La cancellazione delle feste dell’ 8 dicembre “Immacolata” e del 1 novembre “Tutti i Santi” è un atto
grave sotto vari aspetti. Non è una questione di riposo o di lavoro. Per quanto la secolarizzazione ci stia conducendo ad una paganizzazione delle festività religiose, è ancora possibile affidarsi alla speranza che dette festività possano richiamare a quella dimensione trascendente che contraddistingue l’uomo al pari di quella fisica e di quella intellettuale. Il PIL, la produttività, la ripresa economica sono categorie immanenti che, di per sé, non conducono l’uomo alla felicità, forse alla ricchezza, ma non alla felicità. Ma è la felicità ciò che l’uomo cerca.

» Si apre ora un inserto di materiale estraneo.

#[cfg(test)]
mod tests {
    use std::{
        collections::HashSet,
        sync::{
            atomic::{AtomicBool, Ordering},
            Arc,
        },
    };

    use serde_json::Value;
    use tempfile::TempDir;

    use super::*;
    use crate::{parse_tags, Attachment, DirectorySink, DocFile, JsonFileStore, MemoryStore};

    /// Memory store whose writes can be made to fail on demand.
    struct FlakyStore {
        inner: MemoryStore,
        fail: Arc<AtomicBool>,
    }

    impl KeyValueStore for FlakyStore {
        fn get(&self, key: &str) -> Result<Option<Value>> {
            self.inner.get(key)
        }

        fn set(&mut self, key: &str, value: Value) -> Result<()> {
            if self.fail.load(Ordering::SeqCst) {
                return Err(ClipError::storage(key, "quota exceeded"));
            }
            self.inner.set(key, value)
        }

        fn subscribe(&mut self) -> mpsc::UnboundedReceiver<StorageChange> {
            self.inner.subscribe()
        }
    }

    /// Sink that refuses every document.
    struct BrokenSink;

    impl AttachmentSink for BrokenSink {
        fn store(&self, attachment: &Attachment) -> Result<DocFile> {
            Err(ClipError::AttachmentFailed {
                name: attachment.name.clone(),
                message: "disk full".to_string(),
            })
        }

        fn open(&self, doc: &DocFile) -> Result<PathBuf> {
            Err(ClipError::AttachmentFailed {
                name: doc.name.clone(),
                message: "disk full".to_string(),
            })
        }
    }

    fn memory_store(policy: EmptyContentPolicy) -> ItemStore {
        let mut store = ItemStore::new(Box::new(MemoryStore::new()), policy);
        store.initialize().unwrap();
        store
    }

    fn add(store: &mut ItemStore, content: &str, tags: &str) -> Item {
        store
            .add(NewItem::new(content, parse_tags(Some(tags.to_string()))))
            .unwrap()
            .unwrap()
            .item
    }

    fn ids(items: &[Item]) -> Vec<i64> {
        items.iter().map(|item| item.id).collect()
    }

    #[test]
    fn ids_stay_unique_under_rapid_adds() {
        let mut store = memory_store(EmptyContentPolicy::Reject);
        for i in 0..200 {
            add(&mut store, &format!("clip {}", i), "");
        }

        let unique: HashSet<i64> = store.list().iter().map(|item| item.id).collect();
        assert_eq!(unique.len(), 200);

        // Newest first means ids strictly decrease down the list.
        assert!(store.list().windows(2).all(|pair| pair[0].id > pair[1].id));
    }

    #[test]
    fn add_puts_newest_first() {
        let mut store = memory_store(EmptyContentPolicy::Reject);
        let b = add(&mut store, "B", "");
        let a = add(&mut store, "A", "");
        let x = add(&mut store, "X", "");

        assert_eq!(ids(store.list()), vec![x.id, a.id, b.id]);
    }

    #[test]
    fn remove_twice_is_a_no_op_the_second_time() {
        let mut store = memory_store(EmptyContentPolicy::Reject);
        let keep = add(&mut store, "keep", "");
        let gone = add(&mut store, "gone", "");

        assert!(store.remove(gone.id).unwrap());
        let after_first = store.list().to_vec();
        assert!(!store.remove(gone.id).unwrap());

        assert_eq!(store.list(), after_first.as_slice());
        assert_eq!(ids(store.list()), vec![keep.id]);
    }

    #[test]
    fn search_matches_tags_and_content_ignoring_case() {
        let mut store = memory_store(EmptyContentPolicy::Reject);
        let tagged = add(&mut store, "nothing here", "Tag1, other");
        let _miss = add(&mut store, "unrelated", "misc");
        let in_content = add(&mut store, "mentions TAG1 inline", "");

        let hits = store.search("tag1");
        assert_eq!(ids(&hits), vec![in_content.id, tagged.id]);
    }

    #[test]
    fn empty_search_returns_everything_in_order() {
        let mut store = memory_store(EmptyContentPolicy::Reject);
        add(&mut store, "one", "");
        add(&mut store, "two", "");

        assert_eq!(store.search(""), store.list().to_vec());
    }

    #[test]
    fn search_term_whitespace_is_significant() {
        let mut store = memory_store(EmptyContentPolicy::Reject);
        add(&mut store, "abc", "");
        let spaced = add(&mut store, "x bc", "");

        assert_eq!(ids(&store.search(" bc")), vec![spaced.id]);
        assert_eq!(ids(&store.search(" ")), vec![spaced.id]);
        assert!(store.search("  ").is_empty());
    }

    #[test]
    fn hello_scenario() {
        let mut store = memory_store(EmptyContentPolicy::Reject);
        add(&mut store, "older", "z");

        let added = store
            .add(NewItem::new("hello", vec!["a, b".to_string()]))
            .unwrap()
            .unwrap();
        let item = added.item;
        assert_eq!(item.tags, vec!["a", "b"]);
        assert_eq!(store.list()[0].id, item.id);
        assert!(store.search("a").iter().any(|hit| hit.id == item.id));

        store.remove(item.id).unwrap();
        assert!(store.list().iter().all(|other| other.id != item.id));
        assert!(store.search("a").is_empty());
    }

    #[test]
    fn failed_write_leaves_memory_untouched() {
        let fail = Arc::new(AtomicBool::new(false));
        let kv = FlakyStore {
            inner: MemoryStore::new(),
            fail: Arc::clone(&fail),
        };
        let mut store = ItemStore::new(Box::new(kv), EmptyContentPolicy::Reject);
        store.initialize().unwrap();
        let existing = add(&mut store, "existing", "");

        fail.store(true, Ordering::SeqCst);
        let before = store.list().to_vec();

        let err = store.add(NewItem::new("new", vec![])).unwrap_err();
        assert!(matches!(err, ClipError::StorageFailure { .. }));
        assert_eq!(store.list(), before.as_slice());

        assert!(store.remove(existing.id).is_err());
        assert_eq!(store.list(), before.as_slice());
    }

    #[test]
    fn empty_content_follows_policy() {
        let mut reject = memory_store(EmptyContentPolicy::Reject);
        assert!(matches!(
            reject.add(NewItem::new("  \n", vec![])),
            Err(ClipError::Validation { .. })
        ));
        assert!(reject.is_empty());

        let mut skip = memory_store(EmptyContentPolicy::Skip);
        assert!(skip.add(NewItem::new("", vec![])).unwrap().is_none());
        assert!(skip.is_empty());

        let mut allow = memory_store(EmptyContentPolicy::Allow);
        assert!(allow.add(NewItem::new("", vec![])).unwrap().is_some());
        assert_eq!(allow.len(), 1);
    }

    #[test]
    fn rejected_add_writes_nothing() {
        let mut store = memory_store(EmptyContentPolicy::Reject);
        let mut changes = store.subscribe();

        let _ = store.add(NewItem::new("", vec![]));
        assert!(changes.try_recv().is_err());
    }

    #[test]
    fn every_mutation_notifies_with_the_full_collection() {
        let mut store = memory_store(EmptyContentPolicy::Reject);
        let mut changes = store.subscribe();

        let first = add(&mut store, "first", "");
        add(&mut store, "second", "");
        store.remove(first.id).unwrap();
        store.remove(first.id).unwrap();

        let mut seen = Vec::new();
        while let Ok(change) = changes.try_recv() {
            assert_eq!(change.key, ITEMS_KEY);
            seen.push(change.new_value.as_array().unwrap().len());
        }
        assert_eq!(seen, vec![1, 2, 1]);
    }

    #[test]
    fn initialize_is_idempotent() {
        let tmp = TempDir::new().unwrap();
        let kv = JsonFileStore::open(tmp.path()).unwrap();
        let mut store = ItemStore::new(Box::new(kv), EmptyContentPolicy::Reject);
        store.initialize().unwrap();
        add(&mut store, "one", "");
        add(&mut store, "two", "");

        assert_eq!(store.initialize().unwrap(), 2);
        assert_eq!(store.initialize().unwrap(), 2);
        assert_eq!(store.len(), 2);

        let reopened = JsonFileStore::open(tmp.path()).unwrap();
        let mut again = ItemStore::new(Box::new(reopened), EmptyContentPolicy::Reject);
        assert_eq!(again.initialize().unwrap(), 2);
        assert_eq!(again.list(), store.list());
    }

    #[test]
    fn add_before_initialize_keeps_persisted_items() {
        let mut kv = MemoryStore::new();
        let ts = now_millis();
        let old = Item::new(1, "persisted".into(), vec![], None, None, ts);
        kv.set(ITEMS_KEY, serde_json::to_value(vec![old.clone()]).unwrap())
            .unwrap();

        let mut store = ItemStore::new(Box::new(kv), EmptyContentPolicy::Reject);
        add(&mut store, "fresh", "");
        assert_eq!(store.len(), 2);
        assert_eq!(store.list()[1], old);
    }

    #[test]
    fn seed_only_applies_when_storage_is_empty() {
        let ts = now_millis();
        let restored = vec![Item::new(5, "restored".into(), vec![], None, None, ts)];

        let mut store = ItemStore::new(Box::new(MemoryStore::new()), EmptyContentPolicy::Reject);
        assert!(store.seed_if_absent(restored.clone()).unwrap());
        assert!(!store.seed_if_absent(Vec::new()).unwrap());

        store.initialize().unwrap();
        assert_eq!(store.list(), restored.as_slice());
    }

    #[test]
    fn new_ids_exceed_imported_ones() {
        let mut store = memory_store(EmptyContentPolicy::Reject);
        let far_future = now_millis().timestamp_millis() + 10_000_000;
        let ts = now_millis();
        store
            .import_items(vec![Item::new(far_future, "future".into(), vec![], None, None, ts)])
            .unwrap();

        let fresh = add(&mut store, "fresh", "");
        assert_eq!(fresh.id, far_future + 1);
    }

    #[test]
    fn add_fails_once_ids_are_exhausted() {
        let mut store = memory_store(EmptyContentPolicy::Reject);
        let ts = now_millis();
        store
            .import_items(vec![Item::new(i64::MAX, "last".into(), vec![], None, None, ts)])
            .unwrap();
        let mut changes = store.subscribe();

        let err = store.add(NewItem::new("fresh", vec![])).unwrap_err();
        assert!(matches!(err, ClipError::Validation { .. }));
        assert_eq!(ids(store.list()), vec![i64::MAX]);
        assert!(changes.try_recv().is_err());
    }

    #[test]
    fn import_replaces_everything_and_collapses_duplicates() {
        let mut store = memory_store(EmptyContentPolicy::Skip);
        add(&mut store, "will vanish", "");

        let ts = now_millis();
        let summary = store
            .import_items(vec![
                Item::new(3, "".into(), vec![], None, None, ts),
                Item::new(2, "b".into(), vec![], None, None, ts),
                Item::new(3, "dup".into(), vec![], None, None, ts),
            ])
            .unwrap();

        assert_eq!(
            summary,
            ImportSummary {
                total_items: 3,
                items_imported: 2,
                duplicates_dropped: 1,
            }
        );
        // Blank content is accepted here; import bypasses add validation.
        assert_eq!(ids(store.list()), vec![3, 2]);
    }

    #[test]
    fn attachment_is_stored_by_reference() {
        let tmp = TempDir::new().unwrap();
        let mut store = memory_store(EmptyContentPolicy::Reject)
            .with_attachments(Box::new(DirectorySink::new(tmp.path())));

        let added = store
            .add(NewItem::new("see attached", vec![]).with_attachment(Attachment {
                name: "plan.txt".into(),
                media_type: "text/plain".into(),
                bytes: b"step one".to_vec(),
            }))
            .unwrap()
            .unwrap();

        assert!(added.attachment_error.is_none());
        let doc = added.item.doc_file.clone().unwrap();
        assert_eq!(doc.name, "plan.txt");

        let path = store.open_attachment(added.item.id).unwrap();
        assert_eq!(std::fs::read(path).unwrap(), b"step one");
    }

    #[test]
    fn failed_attachment_still_creates_the_item() {
        let mut store =
            memory_store(EmptyContentPolicy::Reject).with_attachments(Box::new(BrokenSink));

        let added = store
            .add(
                NewItem::new("with doc", vec![])
                    .with_link(" https://example.com/roadmap ")
                    .with_attachment(Attachment {
                        name: "big.bin".into(),
                        ..Default::default()
                    }),
            )
            .unwrap()
            .unwrap();

        assert!(matches!(
            added.attachment_error,
            Some(ClipError::AttachmentFailed { .. })
        ));
        assert!(added.item.doc_file.is_none());
        assert_eq!(added.item.doc_link.as_deref(), Some("https://example.com/roadmap"));
        assert_eq!(store.len(), 1);
    }

    #[test]
    fn tag_counts_are_sorted_and_counted() {
        let mut store = memory_store(EmptyContentPolicy::Reject);
        add(&mut store, "one", "work, urgent");
        add(&mut store, "two", "work");

        assert_eq!(
            store.tag_counts(),
            vec![("urgent".to_string(), 1), ("work".to_string(), 2)]
        );
    }

    #[test]
    fn open_attachment_reports_missing_item() {
        let store = memory_store(EmptyContentPolicy::Reject);
        assert!(matches!(
            store.open_attachment(42),
            Err(ClipError::ItemNotFound { id: 42 })
        ));
    }
}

Se l’obiettivo della politica non sarà quello di creare una società che marcia convinta verso la felicità pubblica, unica dimensione di senso per ottenere la felicità privata, se l’uomo non sarà chiamato a contemplare anche ciò che di trascendente vi è in lui, recuperando l’integralità del suo essere, sarà completamente inutile ricreare condizioni di ben essere, perché non vi sarà nessuno in grado di essere bene!
Mauro Cozzari – Udc
20 luglio 2012 alle 08:19 |
Beh l’Italia è stata da sempre il luogo dove ogni festa è buona per fare festa:si tratta,da quel che ho capito non di abolire le feste religiose ma di inserirle nelle domeniche appena prossime,per evitare interruzioni nel lavoro,ma soprattutto i famosi ponti!
Ma il problema non è delle feste,bensì del lavoro che NON C’E’!!!!